▼▼▼
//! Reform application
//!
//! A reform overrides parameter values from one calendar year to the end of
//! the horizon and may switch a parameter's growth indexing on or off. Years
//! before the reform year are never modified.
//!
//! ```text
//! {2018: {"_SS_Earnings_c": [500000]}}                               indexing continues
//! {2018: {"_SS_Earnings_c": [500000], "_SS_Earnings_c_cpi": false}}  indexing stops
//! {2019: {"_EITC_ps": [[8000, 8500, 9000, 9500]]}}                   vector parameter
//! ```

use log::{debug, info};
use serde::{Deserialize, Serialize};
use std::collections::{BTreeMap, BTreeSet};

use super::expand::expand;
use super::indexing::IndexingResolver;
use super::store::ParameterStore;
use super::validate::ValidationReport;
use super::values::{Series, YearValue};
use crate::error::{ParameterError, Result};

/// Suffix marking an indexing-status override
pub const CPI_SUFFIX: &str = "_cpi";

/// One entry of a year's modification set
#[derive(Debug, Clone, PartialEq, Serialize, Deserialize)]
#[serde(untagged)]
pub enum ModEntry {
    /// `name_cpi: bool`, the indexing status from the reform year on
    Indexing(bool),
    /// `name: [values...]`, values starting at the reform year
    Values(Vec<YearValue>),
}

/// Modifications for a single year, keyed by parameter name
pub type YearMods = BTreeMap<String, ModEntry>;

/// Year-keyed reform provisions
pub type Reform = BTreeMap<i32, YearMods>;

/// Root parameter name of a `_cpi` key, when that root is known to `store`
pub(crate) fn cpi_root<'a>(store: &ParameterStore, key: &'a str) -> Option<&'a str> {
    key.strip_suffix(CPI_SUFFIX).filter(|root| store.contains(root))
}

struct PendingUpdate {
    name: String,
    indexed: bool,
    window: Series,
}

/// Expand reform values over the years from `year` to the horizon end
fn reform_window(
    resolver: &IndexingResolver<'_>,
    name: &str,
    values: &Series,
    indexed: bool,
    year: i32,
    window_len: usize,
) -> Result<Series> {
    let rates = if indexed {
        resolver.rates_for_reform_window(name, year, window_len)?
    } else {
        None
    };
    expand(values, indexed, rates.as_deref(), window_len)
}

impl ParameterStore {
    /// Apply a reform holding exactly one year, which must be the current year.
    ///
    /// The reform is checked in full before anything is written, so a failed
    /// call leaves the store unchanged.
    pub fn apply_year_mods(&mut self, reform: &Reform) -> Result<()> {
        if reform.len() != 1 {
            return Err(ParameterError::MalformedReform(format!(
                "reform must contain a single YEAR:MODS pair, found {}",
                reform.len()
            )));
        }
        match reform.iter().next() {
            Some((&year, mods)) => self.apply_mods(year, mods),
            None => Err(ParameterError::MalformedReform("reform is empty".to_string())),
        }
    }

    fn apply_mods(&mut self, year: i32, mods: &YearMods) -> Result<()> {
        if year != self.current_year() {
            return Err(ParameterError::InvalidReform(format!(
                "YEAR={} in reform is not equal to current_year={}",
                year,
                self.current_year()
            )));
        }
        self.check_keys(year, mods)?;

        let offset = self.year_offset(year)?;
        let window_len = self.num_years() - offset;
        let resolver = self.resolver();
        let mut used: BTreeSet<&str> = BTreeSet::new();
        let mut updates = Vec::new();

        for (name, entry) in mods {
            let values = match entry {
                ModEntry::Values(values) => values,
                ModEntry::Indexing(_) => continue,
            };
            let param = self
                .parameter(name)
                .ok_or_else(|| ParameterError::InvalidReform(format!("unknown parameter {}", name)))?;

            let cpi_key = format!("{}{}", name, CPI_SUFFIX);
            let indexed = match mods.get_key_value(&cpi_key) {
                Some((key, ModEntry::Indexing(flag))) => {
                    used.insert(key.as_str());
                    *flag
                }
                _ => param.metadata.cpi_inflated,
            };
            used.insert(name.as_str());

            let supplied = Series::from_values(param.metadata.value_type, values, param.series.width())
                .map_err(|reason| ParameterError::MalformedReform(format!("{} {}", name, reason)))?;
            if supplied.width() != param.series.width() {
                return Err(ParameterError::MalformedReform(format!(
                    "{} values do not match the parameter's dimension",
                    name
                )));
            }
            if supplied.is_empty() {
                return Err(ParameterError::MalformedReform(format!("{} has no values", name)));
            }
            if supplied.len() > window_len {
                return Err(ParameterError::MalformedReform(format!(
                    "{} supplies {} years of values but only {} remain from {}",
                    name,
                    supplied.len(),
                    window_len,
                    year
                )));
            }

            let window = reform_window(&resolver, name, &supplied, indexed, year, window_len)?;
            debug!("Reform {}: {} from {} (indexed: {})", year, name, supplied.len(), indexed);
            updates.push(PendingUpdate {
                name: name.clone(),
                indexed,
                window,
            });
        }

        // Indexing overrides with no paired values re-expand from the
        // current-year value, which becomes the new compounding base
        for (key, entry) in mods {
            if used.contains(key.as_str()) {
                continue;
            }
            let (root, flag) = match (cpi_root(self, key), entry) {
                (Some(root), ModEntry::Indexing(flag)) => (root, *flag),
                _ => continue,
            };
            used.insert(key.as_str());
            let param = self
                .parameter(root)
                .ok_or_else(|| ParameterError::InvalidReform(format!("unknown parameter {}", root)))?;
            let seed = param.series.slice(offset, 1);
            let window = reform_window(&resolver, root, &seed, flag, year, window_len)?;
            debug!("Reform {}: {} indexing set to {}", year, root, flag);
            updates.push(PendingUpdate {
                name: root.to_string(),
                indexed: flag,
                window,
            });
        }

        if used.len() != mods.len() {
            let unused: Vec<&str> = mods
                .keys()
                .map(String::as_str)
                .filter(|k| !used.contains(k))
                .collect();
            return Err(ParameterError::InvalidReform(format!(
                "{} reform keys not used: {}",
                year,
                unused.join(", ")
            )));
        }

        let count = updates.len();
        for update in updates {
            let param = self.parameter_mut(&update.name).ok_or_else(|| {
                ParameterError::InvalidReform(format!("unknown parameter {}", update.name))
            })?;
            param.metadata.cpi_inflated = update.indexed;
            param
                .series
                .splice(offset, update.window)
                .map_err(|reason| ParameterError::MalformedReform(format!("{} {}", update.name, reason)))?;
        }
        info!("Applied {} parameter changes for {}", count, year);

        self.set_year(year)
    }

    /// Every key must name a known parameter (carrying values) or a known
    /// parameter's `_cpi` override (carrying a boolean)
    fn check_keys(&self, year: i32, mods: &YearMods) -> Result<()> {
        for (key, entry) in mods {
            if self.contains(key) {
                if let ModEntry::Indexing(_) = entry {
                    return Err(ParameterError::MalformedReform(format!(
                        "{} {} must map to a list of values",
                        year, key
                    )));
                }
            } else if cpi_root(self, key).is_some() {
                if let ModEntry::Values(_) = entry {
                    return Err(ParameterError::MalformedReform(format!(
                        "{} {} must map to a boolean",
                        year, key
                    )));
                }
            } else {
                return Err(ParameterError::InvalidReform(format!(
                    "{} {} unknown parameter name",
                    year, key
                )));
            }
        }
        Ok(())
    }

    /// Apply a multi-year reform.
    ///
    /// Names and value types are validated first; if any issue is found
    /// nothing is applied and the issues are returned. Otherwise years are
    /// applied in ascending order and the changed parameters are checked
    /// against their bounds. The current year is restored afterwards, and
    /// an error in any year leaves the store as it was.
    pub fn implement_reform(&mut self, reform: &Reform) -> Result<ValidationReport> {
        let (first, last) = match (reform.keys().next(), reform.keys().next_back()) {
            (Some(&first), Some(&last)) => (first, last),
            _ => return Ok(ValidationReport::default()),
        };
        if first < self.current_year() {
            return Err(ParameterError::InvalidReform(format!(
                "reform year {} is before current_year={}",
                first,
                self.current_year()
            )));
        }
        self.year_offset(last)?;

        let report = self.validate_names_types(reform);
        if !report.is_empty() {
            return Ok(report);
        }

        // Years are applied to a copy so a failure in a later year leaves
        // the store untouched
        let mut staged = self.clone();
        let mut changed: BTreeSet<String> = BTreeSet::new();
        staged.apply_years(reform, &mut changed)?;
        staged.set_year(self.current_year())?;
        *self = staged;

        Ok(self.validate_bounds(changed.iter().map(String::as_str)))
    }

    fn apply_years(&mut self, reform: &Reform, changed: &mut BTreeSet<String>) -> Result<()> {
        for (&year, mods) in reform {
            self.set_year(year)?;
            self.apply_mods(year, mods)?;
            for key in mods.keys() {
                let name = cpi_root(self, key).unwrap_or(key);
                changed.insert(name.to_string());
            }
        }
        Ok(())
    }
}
▲▲▲
▼▼▼
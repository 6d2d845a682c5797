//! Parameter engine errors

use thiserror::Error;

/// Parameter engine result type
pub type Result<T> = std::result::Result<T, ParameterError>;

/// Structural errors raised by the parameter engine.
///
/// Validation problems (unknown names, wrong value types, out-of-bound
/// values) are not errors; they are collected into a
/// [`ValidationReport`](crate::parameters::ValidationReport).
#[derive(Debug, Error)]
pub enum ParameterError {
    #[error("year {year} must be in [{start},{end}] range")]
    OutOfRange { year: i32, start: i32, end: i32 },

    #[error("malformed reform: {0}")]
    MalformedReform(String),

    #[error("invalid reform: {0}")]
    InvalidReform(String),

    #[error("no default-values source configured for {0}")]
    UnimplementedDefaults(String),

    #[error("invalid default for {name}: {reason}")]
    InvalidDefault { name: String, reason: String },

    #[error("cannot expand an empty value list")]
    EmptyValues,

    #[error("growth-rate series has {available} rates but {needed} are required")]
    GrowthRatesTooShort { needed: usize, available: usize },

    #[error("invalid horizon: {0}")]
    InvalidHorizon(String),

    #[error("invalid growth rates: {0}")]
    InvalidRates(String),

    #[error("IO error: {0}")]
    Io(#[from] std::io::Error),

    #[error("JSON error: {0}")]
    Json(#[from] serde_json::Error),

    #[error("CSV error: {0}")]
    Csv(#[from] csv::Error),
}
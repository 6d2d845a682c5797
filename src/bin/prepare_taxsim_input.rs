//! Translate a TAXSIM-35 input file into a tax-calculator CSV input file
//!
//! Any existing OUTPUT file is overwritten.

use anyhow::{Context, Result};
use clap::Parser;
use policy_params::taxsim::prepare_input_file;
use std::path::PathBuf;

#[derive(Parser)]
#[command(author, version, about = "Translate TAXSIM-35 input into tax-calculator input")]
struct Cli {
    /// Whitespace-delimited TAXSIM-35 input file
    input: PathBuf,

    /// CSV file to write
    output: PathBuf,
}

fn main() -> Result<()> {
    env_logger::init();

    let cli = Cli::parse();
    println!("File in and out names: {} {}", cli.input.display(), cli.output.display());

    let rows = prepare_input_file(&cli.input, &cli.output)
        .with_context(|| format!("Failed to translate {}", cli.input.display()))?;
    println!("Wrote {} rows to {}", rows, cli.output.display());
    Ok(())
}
▲▲▲
Prompt =
Look through the material above for "BTreeSet" and copy the lines that have it.

Answer below =
use std::collections::{BTreeMap, BTreeSet};
        let mut used: BTreeSet<&str> = BTreeSet::new();
        let mut changed: BTreeSet<String> = BTreeSet::new();
    fn apply_years(&mut self, reform: &Reform, changed: &mut BTreeSet<String>) -> Result<()> {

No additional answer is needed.